2. Mortgage Rates Shaped Buyer Decisions
Mortgage rates were one of the biggest factors affecting Buyers in 2025. After rising earlier in the year, rates settled into the mid-6% range. Even small drops in rates brought more Buyers back into the market. This showed that affordability matters more than headlines.
What this means for 2026: Experts predict small rate decreases next year, not a return to very low rates. That means Buyers who plan carefully, instead of waiting, may find good opportunities.
3. Buyers Gained Some Negotiating Power
In 2025, national data showed more Sellers than Buyers, something that hasn’t happened in years. This helped reduce bidding wars and gave Buyers more room to negotiate. While Los Angeles is still competitive, the market felt calmer and more balanced.
What this means for 2026: Early 2026 could offer good opportunities for prepared Buyers, especially before the spring market becomes more active.
4. Southern California Prices Began to Stabilize
After several months of price declines, Southern California home values rose slightly in October 2025. This may be an early sign that prices are leveling out. Stability often helps build confidence for both Buyers and Sellers.
What this means for 2026: Instead of big price jumps, expect slow and steady movement.

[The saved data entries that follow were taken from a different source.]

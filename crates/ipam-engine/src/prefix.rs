//! Network address space model
//!
//! [`NetworkPrefix`] wraps an [`IpNet`] and adds the subnet semantics the rest
//! of the engine relies on: strict CIDR parsing, usable-host enumeration,
//! containment and overlap.

use crate::error::{InvalidAddressError, InvalidPrefixError};
use ipnet::{IpNet, Ipv4AddrRange, Ipv6AddrRange};
use serde::{Deserialize, Serialize};
use std::fmt;
use std::net::{IpAddr, Ipv6Addr};
use std::str::FromStr;

/// A CIDR block, IPv4 or IPv6
///
/// Construction is strict: the input must carry a prefix length, the address
/// must be valid for its family and no host bits may be set. Once built the
/// value never changes.
#[derive(Debug, Clone, Copy, PartialEq, Eq, Hash, PartialOrd, Ord, Serialize, Deserialize)]
#[serde(try_from = "String", into = "String")]
pub struct NetworkPrefix(IpNet);

impl NetworkPrefix {
    /// Parse a CIDR string such as `10.0.0.0/24` or `2001:db8::/64`
    ///
    /// # Errors
    ///
    /// Returns [`InvalidPrefixError`] when the prefix length is missing, the
    /// address is malformed, the length is out of range for the family, or
    /// host bits are set.
    pub fn parse(input: &str) -> Result<Self, InvalidPrefixError> {
        let (addr, len) = input
            .split_once('/')
            .ok_or_else(|| InvalidPrefixError::new(input, "missing prefix length"))?;

        let addr: IpAddr = addr
            .parse()
            .map_err(|e| InvalidPrefixError::new(input, format!("{e}")))?;
        if len.is_empty() || !len.bytes().all(|b| b.is_ascii_digit()) {
            return Err(InvalidPrefixError::new(input, format!("prefix length '{len}' is not a number")));
        }
        let len: u8 = len
            .parse()
            .map_err(|e| InvalidPrefixError::new(input, format!("prefix length: {e}")))?;

        let net = IpNet::new(addr, len).map_err(|e| {
            let family = if addr.is_ipv4() { "IPv4" } else { "IPv6" };
            InvalidPrefixError::new(input, format!("{e} for {family}"))
        })?;

        if net.trunc() != net {
            return Err(InvalidPrefixError::new(input, "host bits set"));
        }

        Ok(Self(net))
    }

    /// Network (base) address
    #[must_use]
    pub fn network(&self) -> IpAddr {
        self.0.network()
    }

    /// Prefix length in bits
    #[must_use]
    pub fn prefix_len(&self) -> u8 {
        self.0.prefix_len()
    }

    /// True for IPv4 prefixes
    #[must_use]
    pub fn is_ipv4(&self) -> bool {
        matches!(self.0, IpNet::V4(_))
    }

    /// The underlying `ipnet` value
    #[must_use]
    pub fn as_ipnet(&self) -> &IpNet {
        &self.0
    }

    /// Number of addresses in the block, network and broadcast included
    ///
    /// An IPv6 `/0` holds 2^128 addresses, one more than `u128` can hold; that
    /// single case saturates at `u128::MAX`.
    #[must_use]
    pub fn total_addresses(&self) -> u128 {
        let bits = u32::from(self.0.max_prefix_len() - self.0.prefix_len());
        1u128.checked_shl(bits).unwrap_or(u128::MAX)
    }

    /// Number of addresses [`hosts`](Self::hosts) yields
    #[must_use]
    pub fn host_count(&self) -> u128 {
        let total = self.total_addresses();
        match self.0 {
            IpNet::V4(net) if net.prefix_len() < 31 => total - 2,
            IpNet::V6(net) if net.prefix_len() < 127 => total - 1,
            _ => total,
        }
    }

    /// Usable host addresses in ascending order
    ///
    /// Every call returns a fresh iterator. IPv4 excludes the network and
    /// broadcast addresses except for `/31` (both addresses) and `/32` (the
    /// single address). IPv6 has no broadcast; only the subnet-router anycast
    /// address is excluded, again except for `/127` and `/128`.
    #[must_use]
    pub fn hosts(&self) -> Hosts {
        match self.0 {
            IpNet::V4(net) => Hosts::V4(net.hosts()),
            IpNet::V6(net) => {
                let network = net.network();
                let start = if net.prefix_len() < 127 {
                    Ipv6Addr::from(u128::from(network) + 1)
                } else {
                    network
                };
                Hosts::V6(Ipv6AddrRange::new(start, net.broadcast()))
            }
        }
    }

    /// True if `addr` falls inside the block. Mismatched families never match.
    #[must_use]
    pub fn contains(&self, addr: &IpAddr) -> bool {
        self.0.contains(addr)
    }

    /// True if the two blocks share at least one address
    ///
    /// CIDR blocks either nest or are disjoint, so this is "one contains the
    /// other's network address". Symmetric by construction.
    #[must_use]
    pub fn overlaps(&self, other: &NetworkPrefix) -> bool {
        self.0.contains(&other.0.network()) || other.0.contains(&self.0.network())
    }
}

impl fmt::Display for NetworkPrefix {
    fn fmt(&self, f: &mut fmt::Formatter<'_>) -> fmt::Result {
        write!(f, "{}", self.0)
    }
}

impl FromStr for NetworkPrefix {
    type Err = InvalidPrefixError;

    fn from_str(s: &str) -> Result<Self, Self::Err> {
        Self::parse(s)
    }
}

impl TryFrom<String> for NetworkPrefix {
    type Error = InvalidPrefixError;

    fn try_from(value: String) -> Result<Self, Self::Error> {
        Self::parse(&value)
    }
}

impl From<NetworkPrefix> for String {
    fn from(prefix: NetworkPrefix) -> Self {
        prefix.to_string()
    }
}

/// Iterator over the usable hosts of a [`NetworkPrefix`]
#[derive(Debug, Clone)]
pub enum Hosts {
    /// IPv4 host range
    V4(Ipv4AddrRange),
    /// IPv6 host range
    V6(Ipv6AddrRange),
}

impl Iterator for Hosts {
    type Item = IpAddr;

    fn next(&mut self) -> Option<IpAddr> {
        match self {
            Hosts::V4(range) => range.next().map(IpAddr::V4),
            Hosts::V6(range) => range.next().map(IpAddr::V6),
        }
    }

    // Both ranges jump arithmetically, so `skip(n)` stays O(1).
    fn nth(&mut self, n: usize) -> Option<IpAddr> {
        match self {
            Hosts::V4(range) => range.nth(n).map(IpAddr::V4),
            Hosts::V6(range) => range.nth(n).map(IpAddr::V6),
        }
    }
}

/// Parse an in-use address as NetBox reports it
///
/// Accepts a bare address (`10.0.0.1`) or one carrying its interface mask
/// (`10.0.0.1/24`); the mask is validated and then dropped.
///
/// # Errors
///
/// Returns [`InvalidAddressError`] if either form fails to parse.
pub fn parse_host_address(input: &str) -> Result<IpAddr, InvalidAddressError> {
    if input.contains('/') {
        IpNet::from_str(input)
            .map(|net| net.addr())
            .map_err(|_| InvalidAddressError(input.to_string()))
    } else {
        IpAddr::from_str(input).map_err(|_| InvalidAddressError(input.to_string()))
    }
}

Location, condition, and pricing will matter more than ever.
5. Higher Loan Limits Will Help Buyers in 2026
To keep up with higher home prices, the Federal Housing Finance Agency (FHFA) raised conforming loan limits for 2026: National limit - $832,750; High-cost limit (including areas like Los Angeles) - $1,249,125. This allows more Buyers to avoid jumbo loans and qualify more easily.
What this means for 2026: This change gives Los Angeles Buyers more flexibility and buying power in an expensive market.

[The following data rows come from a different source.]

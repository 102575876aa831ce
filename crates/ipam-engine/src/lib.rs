//! IPAM engine
//!
//! Pure computations behind the NetBox operations tools:
//!
//! - **Address space model** ([`prefix`]): strict CIDR parsing, usable-host
//!   enumeration, containment and overlap.
//! - **Allocation** ([`allocation`]): utilization of a prefix and the next free
//!   address after a caller-chosen number of reserved hosts.
//! - **Collision validation** ([`collision`]): overlaps between the prefixes of
//!   two VRFs, split into active and reserved.
//! - **Serial allocation** ([`serial`]): asset serials parsed out of VM names
//!   and the numbers still issuable above the current watermark.
//!
//! Nothing here performs I/O, logs, or keeps state between calls. Callers
//! fetch snapshots from the inventory and pass them in.
//!
//! # Example
//!
//! ```
//! use ipam_engine::{allocate, NetworkPrefix};
//! use std::collections::HashSet;
//! use std::net::IpAddr;
//!
//! let prefix = NetworkPrefix::parse("10.0.0.0/29")?;
//! let assigned: HashSet<IpAddr> = HashSet::from([
//!     "10.0.0.1".parse::<IpAddr>()?,
//!     "10.0.0.2".parse::<IpAddr>()?,
//! ]);
//!
//! let result = allocate(&prefix, &assigned, 0);
//! assert_eq!(result.total, 8);
//! assert_eq!(result.available, 6);
//! assert_eq!(result.next.to_string(), "10.0.0.3");
//! # Ok::<(), Box<dyn std::error::Error>>(())
//! ```

pub mod allocation;
#[cfg(test)]
mod allocation_test;
pub mod collision;
pub mod error;
pub mod prefix;
pub mod serial;

pub use allocation::{allocate, AllocationQuery, AllocationResult, NextAddress};
pub use collision::{validate, validate_with, CollisionMode, OverlapFinding, PoolPrefix, PrefixStatus, VrfPool};
pub use error::{EngineError, InvalidAddressError, InvalidGrammarError, InvalidPrefixError};
pub use prefix::{parse_host_address, Hosts, NetworkPrefix};
pub use serial::{
    advance, available_sequence, build_ledger, list_view, preview, wrap_index, ListRow, Occupant, Serial,
    SerialLedger, TagGrammar, DEFAULT_LIST_WINDOW, DEFAULT_TAG_PATTERN, MAX_SERIAL, TOTAL_SERIALS,
};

6. Pacific Palisades Recovery Matters for the Westside
In 2025, Pacific Palisades made meaningful progress after the January fires. Some schools reopened, businesses returned, and rebuilding permits moved forward. These changes helped restore confidence in the community.
What this means for 2026: As rebuilding continues, expect long-term value and renewed interest in Pacific Palisades and nearby Westside neighborhoods.
What All This Means Going Into 2026
The biggest lesson from 2025 is clear, Los Angeles real estate remains resilient. Looking ahead, 2026 is likely to reward: smart pricing; careful timing; strong local knowledge; and thoughtful planning. So, whether you’re buying, selling, or just planning ahead, having the right guidance will make all the difference.